Provided information:

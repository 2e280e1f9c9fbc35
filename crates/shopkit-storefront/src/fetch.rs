//! # Data Fetch
//!
//! An async fetch that either resolves to a list of numbers or rejects with a
//! [`FetchError`] whose `reason` says what failed.
//!
//! ```text
//! fetch_data_from(feed)
//!      │
//!      ├── feed.numbers() → Ok([1, 2, 3]) ──► Ok([1, 2, 3])
//!      │
//!      └── feed.numbers() → Err("timeout") ──► Err(FetchError { reason: "Operation failed: timeout" })
//! ```

use async_trait::async_trait;
use std::time::Duration;
use tracing::{debug, warn};

use crate::error::FetchError;
use crate::ports::NumberFeed;

/// Latency of the built-in feed.
pub const SIMULATED_LATENCY: Duration = Duration::from_millis(100);

/// A feed that answers after a fixed delay with a preset outcome.
#[derive(Debug, Clone)]
pub struct SimulatedFeed {
    latency: Duration,
    outcome: Result<Vec<i64>, String>,
}

impl SimulatedFeed {
    /// Resolves to `numbers` after `latency`.
    pub fn resolving(numbers: Vec<i64>, latency: Duration) -> Self {
        SimulatedFeed {
            latency,
            outcome: Ok(numbers),
        }
    }

    /// Fails with `cause` after `latency`.
    pub fn failing(cause: impl Into<String>, latency: Duration) -> Self {
        SimulatedFeed {
            latency,
            outcome: Err(cause.into()),
        }
    }
}

impl Default for SimulatedFeed {
    fn default() -> Self {
        SimulatedFeed::resolving(vec![1, 2, 3], SIMULATED_LATENCY)
    }
}

#[async_trait]
impl NumberFeed for SimulatedFeed {
    async fn numbers(&self) -> Result<Vec<i64>, String> {
        tokio::time::sleep(self.latency).await;
        self.outcome.clone()
    }
}

/// Fetches the series from the built-in feed.
pub async fn fetch_data() -> Result<Vec<i64>, FetchError> {
    fetch_data_from(&SimulatedFeed::default()).await
}

/// Fetches the series from `feed`.
///
/// ## Errors
/// Any feed failure becomes a [`FetchError`] with reason `"Operation failed: <cause>"`.
pub async fn fetch_data_from(feed: &dyn NumberFeed) -> Result<Vec<i64>, FetchError> {
    match feed.numbers().await {
        Ok(numbers) => {
            debug!(count = numbers.len(), "fetch_data resolved");
            Ok(numbers)
        }
        Err(cause) => {
            warn!(cause = %cause, "fetch_data rejected");
            Err(FetchError::new(format!("Operation failed: {}", cause)))
        }
    }
}

#[cfg(test)]
mod tests {
    use super::*;
    use crate::ports::MockNumberFeed;

    #[tokio::test(start_paused = true)]
    async fn test_fetch_data_resolves_to_numbers() {
        assert_eq!(fetch_data().await, Ok(vec![1, 2, 3]));
    }

    #[tokio::test(start_paused = true)]
    async fn test_fetch_data_waits_for_latency() {
        let started = tokio::time::Instant::now();
        let feed = SimulatedFeed::resolving(vec![7], Duration::from_secs(3));

        assert_eq!(fetch_data_from(&feed).await, Ok(vec![7]));
        assert!(started.elapsed() >= Duration::from_secs(3));
    }

    #[tokio::test(start_paused = true)]
    async fn test_failing_feed_rejects_with_reason() {
        let feed = SimulatedFeed::failing("upstream timeout", SIMULATED_LATENCY);

        let err = fetch_data_from(&feed).await.unwrap_err();
        assert!(err.reason.to_lowercase().contains("fail"));
        assert!(err.reason.contains("upstream timeout"));
    }

    #[tokio::test]
    async fn test_mocked_feed_is_called_once() {
        let mut feed = MockNumberFeed::new();
        feed.expect_numbers()
            .times(1)
            .returning(|| Err("connection refused".to_string()));

        let err = fetch_data_from(&feed).await.unwrap_err();
        assert_eq!(err.reason, "Operation failed: connection refused");
    }
}
//! # Calendar Rules
//!
//! Time-dependent business rules evaluated against a *given* instant.
//! Reading the current time is the caller's job (see the storefront's
//! `Clock` port), which keeps these rules deterministic.
//!
//! ```text
//!   Clock::now() ──► NaiveDateTime ──┬──► is_within_hours(time, hours)
//!                                    └──► holiday_discount(date, holiday)
//! ```

use chrono::{Datelike, NaiveDate, NaiveTime, Timelike};

use crate::types::{DiscountRate, Holiday, OpeningHours};

/// Returns true if `time` falls inside `[open, close)`.
///
/// ## Example
/// ```rust
/// use chrono::NaiveTime;
/// use shopkit_core::calendar::is_within_hours;
/// use shopkit_core::types::OpeningHours;
///
/// let hours = OpeningHours::default(); // 08:00 - 20:00
/// assert!(is_within_hours(NaiveTime::from_hms_opt(8, 0, 0).unwrap(), hours));
/// assert!(!is_within_hours(NaiveTime::from_hms_opt(20, 1, 0).unwrap(), hours));
/// ```
pub fn is_within_hours(time: NaiveTime, hours: OpeningHours) -> bool {
    let hour = time.hour();
    hour >= hours.open && hour < hours.close
}

/// Returns the holiday's discount on its day and zero on every other day.
pub fn holiday_discount(date: NaiveDate, holiday: &Holiday) -> DiscountRate {
    if date.month() == holiday.month && date.day() == holiday.day {
        holiday.discount
    } else {
        DiscountRate::zero()
    }
}

// =============================================================================
// Unit Tests
// =============================================================================

#[cfg(test)]
mod tests {
    use super::*;

    fn at(hour: u32, minute: u32) -> NaiveTime {
        NaiveTime::from_hms_opt(hour, minute, 0).unwrap()
    }

    fn day(year: i32, month: u32, day: u32) -> NaiveDate {
        NaiveDate::from_ymd_opt(year, month, day).unwrap()
    }

    #[test]
    fn test_outside_opening_hours() {
        let hours = OpeningHours::default();
        assert!(!is_within_hours(at(7, 59), hours));
        assert!(!is_within_hours(at(20, 1), hours));
        assert!(!is_within_hours(at(20, 0), hours));
    }

    #[test]
    fn test_within_opening_hours() {
        let hours = OpeningHours::default();
        assert!(is_within_hours(at(8, 0), hours));
        assert!(is_within_hours(at(19, 59), hours));
    }

    #[test]
    fn test_custom_hours() {
        let hours = OpeningHours { open: 0, close: 24 };
        assert!(is_within_hours(at(0, 0), hours));
        assert!(is_within_hours(at(23, 59), hours));
    }

    #[test]
    fn test_holiday_discount() {
        let christmas = Holiday::default();
        assert_eq!(holiday_discount(day(2024, 12, 25), &christmas).bps(), 2000);
        assert_eq!(holiday_discount(day(2024, 12, 24), &christmas), DiscountRate::zero());
        assert_eq!(holiday_discount(day(2025, 1, 25), &christmas), DiscountRate::zero());
    }
}
//! # Money Module
//!
//! Provides the `Money` type for handling monetary values safely.
//!
//! ## Why Integer Money?
//! ```text
//! ┌─────────────────────────────────────────────────────────────────────────┐
//! │  THE FLOATING POINT PROBLEM                                             │
//! │                                                                         │
//! │    0.1 + 0.2 = 0.30000000000000004  ❌ WRONG!                           │
//! │    $10.00 × (1 − 0.1) = 9.000000000000002 after a few conversions       │
//! │                                                                         │
//! │  OUR SOLUTION: Integer Cents                                            │
//! │    1000 cents − round(1000 × 1000 bps / 10000) = 900 cents              │
//! │                                                                         │
//! └─────────────────────────────────────────────────────────────────────────┘
//! ```
//!
//! ## Usage
//! ```rust
//! use shopkit_core::money::Money;
//! use shopkit_core::types::DiscountRate;
//!
//! let price = Money::from_major_minor(10, 0); // $10.00
//! let discounted = price.apply_discount(DiscountRate::from_bps(1000));
//! assert_eq!(discounted, Money::from_cents(900));
//! ```

use serde::{Deserialize, Serialize};
use std::fmt;
use ts_rs::TS;

use crate::types::DiscountRate;

// =============================================================================
// Money Type
// =============================================================================

/// A monetary value in the smallest currency unit (cents for USD).
///
/// ## Design Decisions
/// - **i64 (signed)**: negative values exist so range checks can see them
/// - **Single field tuple struct**: zero-cost abstraction over i64
#[derive(Debug, Clone, Copy, PartialEq, Eq, PartialOrd, Ord, Hash, Serialize, Deserialize, TS)]
#[ts(export)]
pub struct Money(i64);

impl Money {
    /// Creates a Money value from cents.
    ///
    /// ## Example
    /// ```rust
    /// use shopkit_core::money::Money;
    ///
    /// let price = Money::from_cents(1099); // $10.99
    /// assert_eq!(price.cents(), 1099);
    /// ```
    #[inline]
    pub const fn from_cents(cents: i64) -> Self {
        Money(cents)
    }

    /// Creates a Money value from major and minor units (dollars and cents).
    ///
    /// For negative amounts only the major unit carries the sign:
    /// `from_major_minor(-5, 50)` is -$5.50.
    #[inline]
    pub const fn from_major_minor(major: i64, minor: i64) -> Self {
        if major < 0 {
            Money(major * 100 - minor)
        } else {
            Money(major * 100 + minor)
        }
    }

    /// Converts a decimal amount in major units (e.g. a JSON number) into cents.
    ///
    /// Returns `None` for NaN, infinities, and amounts outside the `i64` cent range.
    ///
    /// ## Example
    /// ```rust
    /// use shopkit_core::money::Money;
    ///
    /// assert_eq!(Money::from_decimal(10.5), Some(Money::from_cents(1050)));
    /// assert_eq!(Money::from_decimal(f64::NAN), None);
    /// ```
    pub fn from_decimal(amount: f64) -> Option<Self> {
        if !amount.is_finite() {
            return None;
        }
        let cents = (amount * 100.0).round();
        if cents < i64::MIN as f64 || cents > i64::MAX as f64 {
            return None;
        }
        Some(Money(cents as i64))
    }

    /// Returns the value in cents.
    #[inline]
    pub const fn cents(&self) -> i64 {
        self.0
    }

    /// Returns the major unit (dollars) portion.
    #[inline]
    pub const fn dollars(&self) -> i64 {
        self.0 / 100
    }

    /// Returns the minor unit (cents) portion (always 0-99).
    #[inline]
    pub const fn cents_part(&self) -> i64 {
        (self.0 % 100).abs()
    }

    /// Returns zero money value.
    #[inline]
    pub const fn zero() -> Self {
        Money(0)
    }

    /// Checks if the value is negative (less than zero).
    #[inline]
    pub const fn is_negative(&self) -> bool {
        self.0 < 0
    }

    /// Applies a percentage discount and returns the discounted amount.
    ///
    /// The discount itself is rounded half away from zero to the cent:
    /// `(amount * bps + 5000) / 10000`.
    ///
    /// ## Example
    /// ```rust
    /// use shopkit_core::money::Money;
    /// use shopkit_core::types::DiscountRate;
    ///
    /// let subtotal = Money::from_cents(10000); // $100.00
    /// let discounted = subtotal.apply_discount(DiscountRate::from_bps(2000)); // 20% off
    /// assert_eq!(discounted.cents(), 8000);
    /// ```
    pub fn apply_discount(&self, rate: DiscountRate) -> Money {
        let discount_amount = (self.0 as i128 * rate.bps() as i128 + 5000) / 10000;
        Money(self.0 - discount_amount as i64)
    }

    /// Formats the amount like [`Display`](fmt::Display) but drops a `.00` suffix.
    ///
    /// ## Example
    /// ```rust
    /// use shopkit_core::money::Money;
    ///
    /// assert_eq!(Money::from_cents(1000).to_compact_string(), "$10");
    /// assert_eq!(Money::from_cents(1050).to_compact_string(), "$10.50");
    /// ```
    pub fn to_compact_string(&self) -> String {
        if self.cents_part() == 0 {
            let sign = if self.0 < 0 { "-" } else { "" };
            format!("{}${}", sign, self.dollars().abs())
        } else {
            self.to_string()
        }
    }
}

// =============================================================================
// Trait Implementations
// =============================================================================

impl fmt::Display for Money {
    fn fmt(&self, f: &mut fmt::Formatter<'_>) -> fmt::Result {
        let sign = if self.0 < 0 { "-" } else { "" };
        write!(
            f,
            "{}${}.{:02}",
            sign,
            self.dollars().abs(),
            self.cents_part()
        )
    }
}

impl Default for Money {
    fn default() -> Self {
        Money::zero()
    }
}

// =============================================================================
// Unit Tests
// =============================================================================

#[cfg(test)]
mod tests {
    use super::*;

    #[test]
    fn test_from_major_minor() {
        assert_eq!(Money::from_major_minor(10, 99).cents(), 1099);
        assert_eq!(Money::from_major_minor(-5, 50).cents(), -550);
    }

    #[test]
    fn test_from_decimal() {
        assert_eq!(Money::from_decimal(10.0), Some(Money::from_cents(1000)));
        assert_eq!(Money::from_decimal(0.1 + 0.2), Some(Money::from_cents(30)));
        assert_eq!(Money::from_decimal(-10.0), Some(Money::from_cents(-1000)));
        assert_eq!(Money::from_decimal(f64::INFINITY), None);
        assert_eq!(Money::from_decimal(f64::NAN), None);
        assert_eq!(Money::from_decimal(1e300), None);
    }

    #[test]
    fn test_display() {
        assert_eq!(Money::from_cents(1099).to_string(), "$10.99");
        assert_eq!(Money::from_cents(500).to_string(), "$5.00");
        assert_eq!(Money::from_cents(-550).to_string(), "-$5.50");
        assert_eq!(Money::from_cents(0).to_string(), "$0.00");
    }

    #[test]
    fn test_compact_display() {
        assert_eq!(Money::from_cents(1000).to_compact_string(), "$10");
        assert_eq!(Money::from_cents(-200).to_compact_string(), "-$2");
        assert_eq!(Money::from_cents(1099).to_compact_string(), "$10.99");
    }

    #[test]
    fn test_apply_discount() {
        let price = Money::from_cents(1000);
        assert_eq!(price.apply_discount(DiscountRate::from_bps(1000)).cents(), 900);
        assert_eq!(price.apply_discount(DiscountRate::from_bps(2000)).cents(), 800);
        assert_eq!(price.apply_discount(DiscountRate::zero()), price);

        // 15% of $0.99 = 14.85 cents → 15 cents off
        let odd = Money::from_cents(99);
        assert_eq!(odd.apply_discount(DiscountRate::from_bps(1500)).cents(), 84);
    }

    #[test]
    fn test_sign_checks() {
        assert_eq!(Money::default(), Money::zero());
        assert!(!Money::zero().is_negative());
        assert!(Money::from_cents(-1).is_negative());
    }
}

Work task: Starting with the first line of the entries, transcribe every line up to and including the one with "impl NumberFeed for".

Problem solution:
repository 2e280e1f9c9fbc35
filename crates/shopkit-storefront/src/fetch.rs
//! # Data Fetch
//!
//! An async fetch that either resolves to a list of numbers or rejects with a
//! [`FetchError`] whose `reason` says what failed.
//!
//! ```text
//! fetch_data_from(feed)
//!      │
//!      ├── feed.numbers() → Ok([1, 2, 3]) ──► Ok([1, 2, 3])
//!      │
//!      └── feed.numbers() → Err("timeout") ──► Err(FetchError { reason: "Operation failed: timeout" })
//! ```

use async_trait::async_trait;
use std::time::Duration;
use tracing::{debug, warn};

use crate::error::FetchError;
use crate::ports::NumberFeed;

/// Latency of the built-in feed.
pub const SIMULATED_LATENCY: Duration = Duration::from_millis(100);

/// A feed that answers after a fixed delay with a preset outcome.
#[derive(Debug, Clone)]
pub struct SimulatedFeed {
    latency: Duration,
    outcome: Result<Vec<i64>, String>,
}

impl SimulatedFeed {
    /// Resolves to `numbers` after `latency`.
    pub fn resolving(numbers: Vec<i64>, latency: Duration) -> Self {
        SimulatedFeed {
            latency,
            outcome: Ok(numbers),
        }
    }

    /// Fails with `cause` after `latency`.
    pub fn failing(cause: impl Into<String>, latency: Duration) -> Self {
        SimulatedFeed {
            latency,
            outcome: Err(cause.into()),
        }
    }
}

impl Default for SimulatedFeed {
    fn default() -> Self {
        SimulatedFeed::resolving(vec![1, 2, 3], SIMULATED_LATENCY)
    }
}

#[async_trait]
impl NumberFeed for SimulatedFeed {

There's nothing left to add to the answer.